Here is the math. Orthodox Jews make up 9% of the estimated 5.8 million Jewish adults in the U.S., per Pew Research Center — roughly half a million people in a nation of 330 million. Larger Jewish organizations have not taken a public position. But Agudath Israel, the Orthodox Union, and the Coalition for Jewish Values are lobbying the Senate, and they already have Sen. Tom Cotton's support.

NPR framed the story almost entirely around the Orthodox opposition. KDHL Radio barely mentioned it, focusing instead on broader safety concerns — kids at bus stops in the dark, commuters on icy roads — and the state-level escape hatch that could let Minnesota keep changing its clocks regardless. The truth is both frames matter. Orthodox Jews aren't the only opponents. Doctors argue the body's internal clock aligns better with standard time. Parents don't want children walking to school in the black. Those are real concerns, shared across the population, and they deserve an honest hearing on their own terms.
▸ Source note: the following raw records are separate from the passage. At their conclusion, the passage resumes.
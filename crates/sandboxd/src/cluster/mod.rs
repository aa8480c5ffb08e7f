//! Cluster orchestration client.
//!
//! Provides an async interface over the handful of workload primitives the
//! provisioner needs: stateful sets, headless services, pods, jobs and cron jobs,
//! plus exec-in-pod. Two backends are available:
//! - [`KubectlCluster`] drives a real cluster through the `kubectl` CLI
//! - [`MemoryCluster`] keeps everything in-process for local development and tests

mod error;
mod kubectl;
mod manifest;
mod memory;

pub use error::{ClusterError, ClusterResult};
pub use kubectl::KubectlCluster;
pub use memory::{FailOp, MemoryCluster};

use async_trait::async_trait;
use serde::{Deserialize, Serialize};
use std::collections::BTreeMap;

/// CPU and memory requests/limits, as cluster quantity strings.
#[derive(Debug, Clone, Default, PartialEq, Eq, Serialize, Deserialize)]
pub struct ResourceRequirements {
    pub cpu_request: String,
    pub cpu_limit: String,
    pub memory_request: String,
    pub memory_limit: String,
}

impl ResourceRequirements {
    pub fn new(
        cpu_request: impl Into<String>,
        cpu_limit: impl Into<String>,
        memory_request: impl Into<String>,
        memory_limit: impl Into<String>,
    ) -> Self {
        Self {
            cpu_request: cpu_request.into(),
            cpu_limit: cpu_limit.into(),
            memory_request: memory_request.into(),
            memory_limit: memory_limit.into(),
        }
    }
}

/// A named container port.
#[derive(Debug, Clone, PartialEq, Eq, Serialize, Deserialize)]
pub struct NamedPort {
    pub name: String,
    pub port: u16,
}

impl NamedPort {
    pub fn new(name: impl Into<String>, port: u16) -> Self {
        Self {
            name: name.into(),
            port,
        }
    }
}

/// A volume mounted into a container.
#[derive(Debug, Clone, PartialEq, Eq, Serialize, Deserialize)]
pub struct VolumeMount {
    pub name: String,
    pub mount_path: String,
}

/// Container definition shared by stateful sets and jobs.
#[derive(Debug, Clone, Default, PartialEq, Eq, Serialize, Deserialize)]
pub struct ContainerSpec {
    pub name: String,
    pub image: String,
    pub command: Vec<String>,
    pub env: BTreeMap<String, String>,
    pub ports: Vec<NamedPort>,
    pub resources: ResourceRequirements,
    pub volume_mounts: Vec<VolumeMount>,
}

/// Persistent volume claim template attached to a stateful set.
#[derive(Debug, Clone, PartialEq, Eq, Serialize, Deserialize)]
pub struct VolumeClaim {
    pub name: String,
    pub storage: String,
    pub storage_class: Option<String>,
}

/// Single-replica stateful workload.
#[derive(Debug, Clone, Default, PartialEq, Eq, Serialize, Deserialize)]
pub struct StatefulSetSpec {
    pub name: String,
    pub labels: BTreeMap<String, String>,
    /// Headless service providing stable pod DNS.
    pub service_name: String,
    pub containers: Vec<ContainerSpec>,
    pub volume_claim: Option<VolumeClaim>,
}

impl StatefulSetSpec {
    /// Image of the named container, if present.
    pub fn container_image(&self, container: &str) -> Option<&str> {
        self.containers
            .iter()
            .find(|c| c.name == container)
            .map(|c| c.image.as_str())
    }
}

/// Headless network endpoint for a stateful set.
#[derive(Debug, Clone, Default, PartialEq, Eq, Serialize, Deserialize)]
pub struct ServiceSpec {
    pub name: String,
    pub labels: BTreeMap<String, String>,
    pub selector: BTreeMap<String, String>,
    pub ports: Vec<NamedPort>,
}

/// Observed state of a stateful set.
#[derive(Debug, Clone, Default, PartialEq, Eq, Serialize, Deserialize)]
pub struct StatefulSetInfo {
    pub name: String,
    pub labels: BTreeMap<String, String>,
    pub replicas: i32,
    pub ready_replicas: i32,
    /// Container name -> image.
    pub images: BTreeMap<String, String>,
}

/// Observed state of one container in a pod.
#[derive(Debug, Clone, Default, PartialEq, Eq, Serialize, Deserialize)]
pub struct ContainerStatus {
    pub name: String,
    pub image: String,
    pub restart_count: i32,
    pub waiting_reason: Option<String>,
    pub resources: ResourceRequirements,
}

/// Observed state of a pod.
#[derive(Debug, Clone, Default, PartialEq, Eq, Serialize, Deserialize)]
pub struct PodStatus {
    pub name: String,
    /// Pod phase as reported by the cluster (Pending, Running, Succeeded, Failed, Unknown).
    pub phase: String,
    pub pod_ip: Option<String>,
    /// The pod carries a deletion timestamp.
    pub terminating: bool,
    pub containers: Vec<ContainerStatus>,
}

impl PodStatus {
    pub fn is_running(&self) -> bool {
        self.phase == "Running"
    }
}

/// One-off batch job.
#[derive(Debug, Clone, Default, PartialEq, Eq, Serialize, Deserialize)]
pub struct JobSpec {
    pub name: String,
    pub labels: BTreeMap<String, String>,
    pub containers: Vec<ContainerSpec>,
    pub backoff_limit: i32,
    pub ttl_seconds_after_finished: i32,
}

/// Scheduled job. The job template's `name` is ignored by the cluster.
#[derive(Debug, Clone, Default, PartialEq, Eq, Serialize, Deserialize)]
pub struct CronJobSpec {
    pub name: String,
    pub labels: BTreeMap<String, String>,
    pub schedule: String,
    /// Allow, Forbid or Replace.
    pub concurrency_policy: String,
    pub job: JobSpec,
}

/// Captured output of a command executed inside a pod.
#[derive(Debug, Clone, Default, PartialEq, Eq)]
pub struct ExecOutput {
    pub stdout: String,
    pub stderr: String,
    pub exit_code: i32,
}

impl ExecOutput {
    pub fn success(&self) -> bool {
        self.exit_code == 0
    }

    /// Convert a non-zero exit into [`ClusterError::ExecFailed`].
    pub fn into_result(self, pod: &str) -> ClusterResult<ExecOutput> {
        if self.success() {
            Ok(self)
        } else {
            Err(ClusterError::ExecFailed {
                pod: pod.to_string(),
                exit_code: self.exit_code,
                stderr: self.stderr,
            })
        }
    }
}

/// Cluster abstraction for testability.
///
/// Create operations return [`ClusterError::AlreadyExists`] when the object exists;
/// delete operations return [`ClusterError::NotFound`] when it does not. Callers decide
/// which of those they tolerate.
#[async_trait]
pub trait ClusterApi: Send + Sync {
    async fn create_service(&self, spec: &ServiceSpec) -> ClusterResult<()>;
    async fn delete_service(&self, name: &str) -> ClusterResult<()>;

    async fn create_stateful_set(&self, spec: &StatefulSetSpec) -> ClusterResult<()>;
    async fn get_stateful_set(&self, name: &str) -> ClusterResult<Option<StatefulSetInfo>>;
    async fn list_stateful_sets(&self, label_selector: &str)
    -> ClusterResult<Vec<StatefulSetInfo>>;
    /// Patch the image of one container in a stateful set's pod template.
    async fn set_container_image(
        &self,
        stateful_set: &str,
        container: &str,
        image: &str,
    ) -> ClusterResult<()>;
    async fn delete_stateful_set(&self, name: &str) -> ClusterResult<()>;

    async fn get_pod(&self, name: &str) -> ClusterResult<Option<PodStatus>>;
    async fn delete_pod(&self, name: &str) -> ClusterResult<()>;

    /// Execute a command in a pod container, optionally feeding stdin.
    ///
    /// A non-zero exit is reported through [`ExecOutput::exit_code`], not as an error.
    async fn exec(
        &self,
        pod: &str,
        container: &str,
        command: &[String],
        stdin: Option<&[u8]>,
    ) -> ClusterResult<ExecOutput>;

    async fn create_job(&self, spec: &JobSpec) -> ClusterResult<()>;
    async fn get_cron_job(&self, name: &str) -> ClusterResult<Option<CronJobSpec>>;
    async fn create_cron_job(&self, spec: &CronJobSpec) -> ClusterResult<()>;
    async fn replace_cron_job(&self, spec: &CronJobSpec) -> ClusterResult<()>;
}

/// Validate a cluster object name (RFC 1123 label, at most 63 chars).
pub fn validate_resource_name(name: &str) -> ClusterResult<()> {
    if name.is_empty() {
        return Err(ClusterError::InvalidInput(
            "resource name cannot be empty".to_string(),
        ));
    }

    if name.len() > 63 {
        return Err(ClusterError::InvalidInput(format!(
            "resource name '{}' exceeds 63 characters",
            name
        )));
    }

    let valid_chars = |c: char| c.is_ascii_lowercase() || c.is_ascii_digit() || c == '-';
    if !name.chars().all(valid_chars) || name.starts_with('-') || name.ends_with('-') {
        return Err(ClusterError::InvalidInput(format!(
            "resource name '{}' must be lowercase alphanumeric or '-'",
            name
        )));
    }

    Ok(())
}

#[cfg(test)]
mod tests {
    use super::*;

    #[test]
    fn resource_names_follow_dns_label_rules() {
        assert!(validate_resource_name("sandbox-7-42").is_ok());
        assert!(validate_resource_name("sandbox-7-42-0").is_ok());
        assert!(validate_resource_name("").is_err());
        assert!(validate_resource_name("Sandbox").is_err());
        assert!(validate_resource_name("-sandbox").is_err());
        assert!(validate_resource_name("sandbox_1").is_err());
        assert!(validate_resource_name(&"a".repeat(64)).is_err());
    }

    #[test]
    fn exec_output_into_result() {
        let ok = ExecOutput::default().into_result("p-0");
        assert!(ok.is_ok());

        let failed = ExecOutput {
            stdout: String::new(),
            stderr: "boom".to_string(),
            exit_code: 2,
        }
        .into_result("p-0");
        match failed {
            Err(ClusterError::ExecFailed { exit_code, .. }) => assert_eq!(exit_code, 2),
            other => panic!("unexpected: {other:?}"),
        }
    }
}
But here is the question the Founders would have asked in those taverns: when a fraction of a percent of the population can reshape a national policy that touches every American's daily life — and when questioning that influence risks the accusation of bigotry — what does self-governance actually mean?

The Orthodox community has every right to petition its government. That is the First Amendment working as designed. The First Amendment also protects the right of 330 million Americans to ask who is setting their clock and why — without that question being declared out of bounds. The Founders warned against faction. They didn't say some factions are beyond debate.

Congress tried permanent DST in 1974 and repealed it within months under public pressure. The Senate passed it unanimously in 2022; the House let it die. GovTrack now gives the current bill a 35% chance of becoming law. The safe money says it fails again. The question is who really decides — and whether we're allowed to talk about it.